Well, I hope it was written by him – it’s in his handwriting, but could have been transcribed from somewhere else. However, knowing his sense of humour, and his talent for penning bawdy limericks in the “seaside postcard” style, I’d like to think that these are his! I found these two humorous pieces of unpolished prose jotted on a piece of cardboard among some of Beau’s stuff at my mother’s house in Pretoria in 2008. Difficult to say when they date from, but as they are written in ballpoint pen, and as my father moved into a more Afrikaans speaking work environment in 1965, I would guess that these pieces come from the late-60’s. If you speak Afrikaans (or Flemish), please enjoy...

Pautz Sprouts Afrikaans
__________________________________________________________

Daar was gebore ‘n man – Jan Magiel,
Die enigste man met ‘n kurktrekker piel.
Hy het gesoek in die noord, suid, wes en oos,
Vir ‘n vrou met dieselfde tiepe van doos.
En toe hy haar vind, slaan hy dood neer op die daad,
Want die vrou het gehad ‘n linksom draad.
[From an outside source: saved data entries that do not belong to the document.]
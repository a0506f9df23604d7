//! The per-run accumulator threaded through every cell.
//!
//! An [`Echo`] carries everything a cascade run knows about itself: the
//! immutable input, the mutable `state` mapping, the growing message
//! `history`, per-cell `outputs`, the ordered `lineage` of executed cells,
//! and the structured `errors` list. The runner mutates the echo as it goes;
//! candidate branches take a copy via [`Echo::fork_branch`] and only the
//! winner's deltas are merged back with [`Echo::merge_winner`].
//!
//! Invariants:
//! - `outputs[name]` is written exactly once per completed cell;
//!   [`Echo::commit_output`] rejects a second write.
//! - `state` mutations are recorded in the mutation log (last write wins).
//! - `history` grows monotonically within a cell body; branch copies never
//!   write back unless selected.

use crate::lars::transport::ChatMessage;
use chrono::{DateTime, Utc};
use serde::{Deserialize, Serialize};
use serde_json::{Map, Value};
use std::error::Error;
use std::fmt;

/// The error taxonomy surfaced in a run's `errors` list and final envelope.
#[derive(Debug, Clone, PartialEq, Serialize, Deserialize)]
#[serde(rename_all = "PascalCase")]
pub enum RunErrorKind {
    /// The cascade document failed to parse/validate, or the input violated
    /// `inputs_schema`. No run is started.
    InputError,
    /// A tool raised or timed out. Surfaced to the agent as a tool-result;
    /// not fatal to the cell.
    TraitError,
    /// LLM transport failure that exhausted its retries.
    AgentError,
    /// A blocking ward rejected the cell's input or output.
    WardBlocked,
    /// The cell body terminated without a usable output.
    CellError,
    /// Routing named a cell outside `handoffs` or outside the cascade.
    RoutingError,
    /// The cell-iteration safety cap was hit.
    LoopBoundExceeded,
    /// A signal wait expired. Only terminal if the cascade routes on it.
    SignalTimeout,
    /// The cascade's wall-clock cap cancelled the active cell.
    CascadeTimeout,
}

impl fmt::Display for RunErrorKind {
    fn fmt(&self, f: &mut fmt::Formatter<'_>) -> fmt::Result {
        let name = match self {
            RunErrorKind::InputError => "InputError",
            RunErrorKind::TraitError => "TraitError",
            RunErrorKind::AgentError => "AgentError",
            RunErrorKind::WardBlocked => "WardBlocked",
            RunErrorKind::CellError => "CellError",
            RunErrorKind::RoutingError => "RoutingError",
            RunErrorKind::LoopBoundExceeded => "LoopBoundExceeded",
            RunErrorKind::SignalTimeout => "SignalTimeout",
            RunErrorKind::CascadeTimeout => "CascadeTimeout",
        };
        write!(f, "{}", name)
    }
}

/// A structured error entry in the run's `errors` list.
#[derive(Debug, Clone, PartialEq, Serialize, Deserialize)]
pub struct RunError {
    pub kind: RunErrorKind,
    /// Cell the error is attributed to, when there is one.
    pub cell: Option<String>,
    pub message: String,
}

impl RunError {
    pub fn new(kind: RunErrorKind, cell: Option<&str>, message: impl Into<String>) -> Self {
        Self {
            kind,
            cell: cell.map(|c| c.to_string()),
            message: message.into(),
        }
    }
}

impl fmt::Display for RunError {
    fn fmt(&self, f: &mut fmt::Formatter<'_>) -> fmt::Result {
        match &self.cell {
            Some(cell) => write!(f, "{} in cell '{}': {}", self.kind, cell, self.message),
            None => write!(f, "{}: {}", self.kind, self.message),
        }
    }
}

impl Error for RunError {}

/// Terminal status of one cell execution.
#[derive(Debug, Clone, PartialEq, Serialize, Deserialize)]
#[serde(rename_all = "snake_case")]
pub enum CellStatus {
    Completed,
    Failed,
    AbortedByWard,
    Cancelled,
}

/// One entry in the run's ordered lineage.
#[derive(Debug, Clone, PartialEq, Serialize, Deserialize)]
pub struct LineageEntry {
    pub cell: String,
    pub status: CellStatus,
    /// Winning branch index when the cell ran candidates in evaluate mode.
    pub winner_index: Option<usize>,
    /// Number of reforge refinement steps actually executed.
    pub reforge_steps: usize,
    pub cost_usd: f64,
    /// True when the turn loop ran out of turns without terminal content.
    pub exhausted: bool,
    /// True when candidates ran in aggregate mode (no single winner).
    pub aggregated: bool,
    /// True when the evaluator failed to return a parseable index and the
    /// engine fell back to branch 0.
    pub evaluator_fallback: bool,
}

impl LineageEntry {
    pub fn new(cell: impl Into<String>, status: CellStatus) -> Self {
        Self {
            cell: cell.into(),
            status,
            winner_index: None,
            reforge_steps: 0,
            cost_usd: 0.0,
            exhausted: false,
            aggregated: false,
            evaluator_fallback: false,
        }
    }
}

/// One logged `state` mutation.
#[derive(Debug, Clone, PartialEq, Serialize, Deserialize)]
pub struct StateMutation {
    pub key: String,
    pub value: Value,
    pub cell: Option<String>,
    pub at: DateTime<Utc>,
}

/// Attempting to commit a cell output twice, or read one that is absent.
#[derive(Debug, Clone)]
pub enum EchoError {
    DuplicateOutput(String),
    MissingOutput(String),
}

impl fmt::Display for EchoError {
    fn fmt(&self, f: &mut fmt::Formatter<'_>) -> fmt::Result {
        match self {
            EchoError::DuplicateOutput(cell) => {
                write!(f, "output for cell '{}' was already committed", cell)
            }
            EchoError::MissingOutput(cell) => {
                write!(f, "cell '{}' has no committed output", cell)
            }
        }
    }
}

impl Error for EchoError {}

/// The in-run state/history/lineage accumulator.
#[derive(Debug, Clone, Serialize, Deserialize)]
pub struct Echo {
    /// Stable key for the run; persistent artifacts and logs key on it.
    pub session_id: String,
    /// The cascade's initial input. Immutable for the life of the run.
    pub input: Value,
    /// Free-form mutable mapping. Writes go through [`Echo::set_state`].
    pub state: Map<String, Value>,
    /// Message history threaded into LLM calls.
    pub history: Vec<ChatMessage>,
    /// Cell name → terminal output of that cell.
    pub outputs: Map<String, Value>,
    /// Ordered record of executed cells.
    pub lineage: Vec<LineageEntry>,
    /// Structured error list.
    pub errors: Vec<RunError>,
    pub current_cell: Option<String>,
    /// Sub-cascade nesting depth; 0 for a top-level run.
    pub depth: usize,
    pub trace_id: String,
    pub parent_trace_id: Option<String>,
    /// Ordered log of state mutations.
    pub state_log: Vec<StateMutation>,
}

impl Echo {
    pub fn new(session_id: impl Into<String>, input: Value) -> Self {
        Self {
            session_id: session_id.into(),
            input,
            state: Map::new(),
            history: Vec::new(),
            outputs: Map::new(),
            lineage: Vec::new(),
            errors: Vec::new(),
            current_cell: None,
            depth: 0,
            trace_id: String::new(),
            parent_trace_id: None,
            state_log: Vec::new(),
        }
    }

    /// Record a state mutation. Last write wins; every write is logged.
    pub fn set_state(&mut self, key: impl Into<String>, value: Value) -> Option<Value> {
        let key = key.into();
        self.state_log.push(StateMutation {
            key: key.clone(),
            value: value.clone(),
            cell: self.current_cell.clone(),
            at: Utc::now(),
        });
        self.state.insert(key, value)
    }

    /// Commit the terminal output of a cell. Exactly once per cell.
    pub fn commit_output(&mut self, cell: &str, value: Value) -> Result<(), EchoError> {
        if self.outputs.contains_key(cell) {
            return Err(EchoError::DuplicateOutput(cell.to_string()));
        }
        self.outputs.insert(cell.to_string(), value);
        Ok(())
    }

    /// Read a completed cell's output, failing loudly when absent.
    pub fn output(&self, cell: &str) -> Result<&Value, EchoError> {
        self.outputs
            .get(cell)
            .ok_or_else(|| EchoError::MissingOutput(cell.to_string()))
    }

    pub fn push_history(&mut self, message: ChatMessage) {
        self.history.push(message);
    }

    pub fn push_error(&mut self, error: RunError) {
        self.errors.push(error);
    }

    pub fn record_lineage(&mut self, entry: LineageEntry) {
        self.lineage.push(entry);
    }

    /// Total cost across the lineage so far.
    pub fn total_cost(&self) -> f64 {
        self.lineage.iter().map(|entry| entry.cost_usd).sum()
    }

    /// Shallow copy for a candidate branch.
    ///
    /// The branch sees the parent's state, history, and outputs as they stand,
    /// but mutations it makes stay private until [`Echo::merge_winner`]
    /// reconciles the selected branch back into the parent.
    pub fn fork_branch(&self) -> Echo {
        self.clone()
    }

    /// Merge the winning branch's deltas back into this echo.
    ///
    /// The winner's history, state (plus mutation log), outputs, and errors
    /// replace or extend the parent's; eliminated branches are dropped.
    pub fn merge_winner(&mut self, winner: Echo) {
        self.history = winner.history;
        self.state = winner.state;
        self.state_log = winner.state_log;
        self.outputs = winner.outputs;
        self.errors = winner.errors;
    }
}

#[cfg(test)]
mod tests {
    use super::*;
    use crate::lars::transport::{ChatMessage, Role};
    use serde_json::json;

    #[test]
    fn output_commits_exactly_once() {
        let mut echo = Echo::new("s1", json!({}));
        echo.commit_output("ingest", json!("first")).unwrap();
        let second = echo.commit_output("ingest", json!("second"));
        assert!(second.is_err());
        assert_eq!(echo.output("ingest").unwrap(), &json!("first"));
    }

    #[test]
    fn reading_missing_output_fails() {
        let echo = Echo::new("s1", json!({}));
        assert!(echo.output("never_ran").is_err());
    }

    #[test]
    fn state_writes_are_logged_and_last_write_wins() {
        let mut echo = Echo::new("s1", json!({}));
        echo.set_state("k", json!(1));
        echo.set_state("k", json!(2));
        assert_eq!(echo.state.get("k"), Some(&json!(2)));
        assert_eq!(echo.state_log.len(), 2);
        assert_eq!(echo.state_log[1].value, json!(2));
    }

    #[test]
    fn branch_mutations_stay_isolated_until_merge() {
        let mut parent = Echo::new("s1", json!({}));
        parent.set_state("shared", json!("before"));

        let mut winner = parent.fork_branch();
        let mut loser = parent.fork_branch();
        winner.set_state("shared", json!("winner"));
        winner.push_history(ChatMessage::text(Role::Assistant, "winning turn"));
        loser.set_state("shared", json!("loser"));

        // Nothing visible in the parent yet.
        assert_eq!(parent.state.get("shared"), Some(&json!("before")));

        parent.merge_winner(winner);
        assert_eq!(parent.state.get("shared"), Some(&json!("winner")));
        assert_eq!(parent.history.len(), 1);
    }
}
__________________________________________________________

Daar was ‘n man van Australieë,
Hy’t sy gat geverf soos ‘n daliah.
Die kleur was mooi, die patron was pragtig,
Maar die geur, O my God allemagtig.

__________________________________________________________

Large Erotic COrkscrew (French c.1900)

Ja swaer...good to see he had a sense of humour in a couple of languages :-)

Cheers, MAlfaRK ©

Postscript: On Kruger Day (October 10, 2009) my mate, Schalk Vorster, sent me a link to the strange vintage corkscrew image above (French c.1900), as well as an English poem that could have served as the inspiration for the Afrikaans effort:

Here lies the bones of screwy Rick
Cursed at death with a corkscrew dick
Spent his life in a futile hunt
To find a girl with a corkscrew cunt
He found that girl, but now he is dead
The no account bitch had a left-hand thread.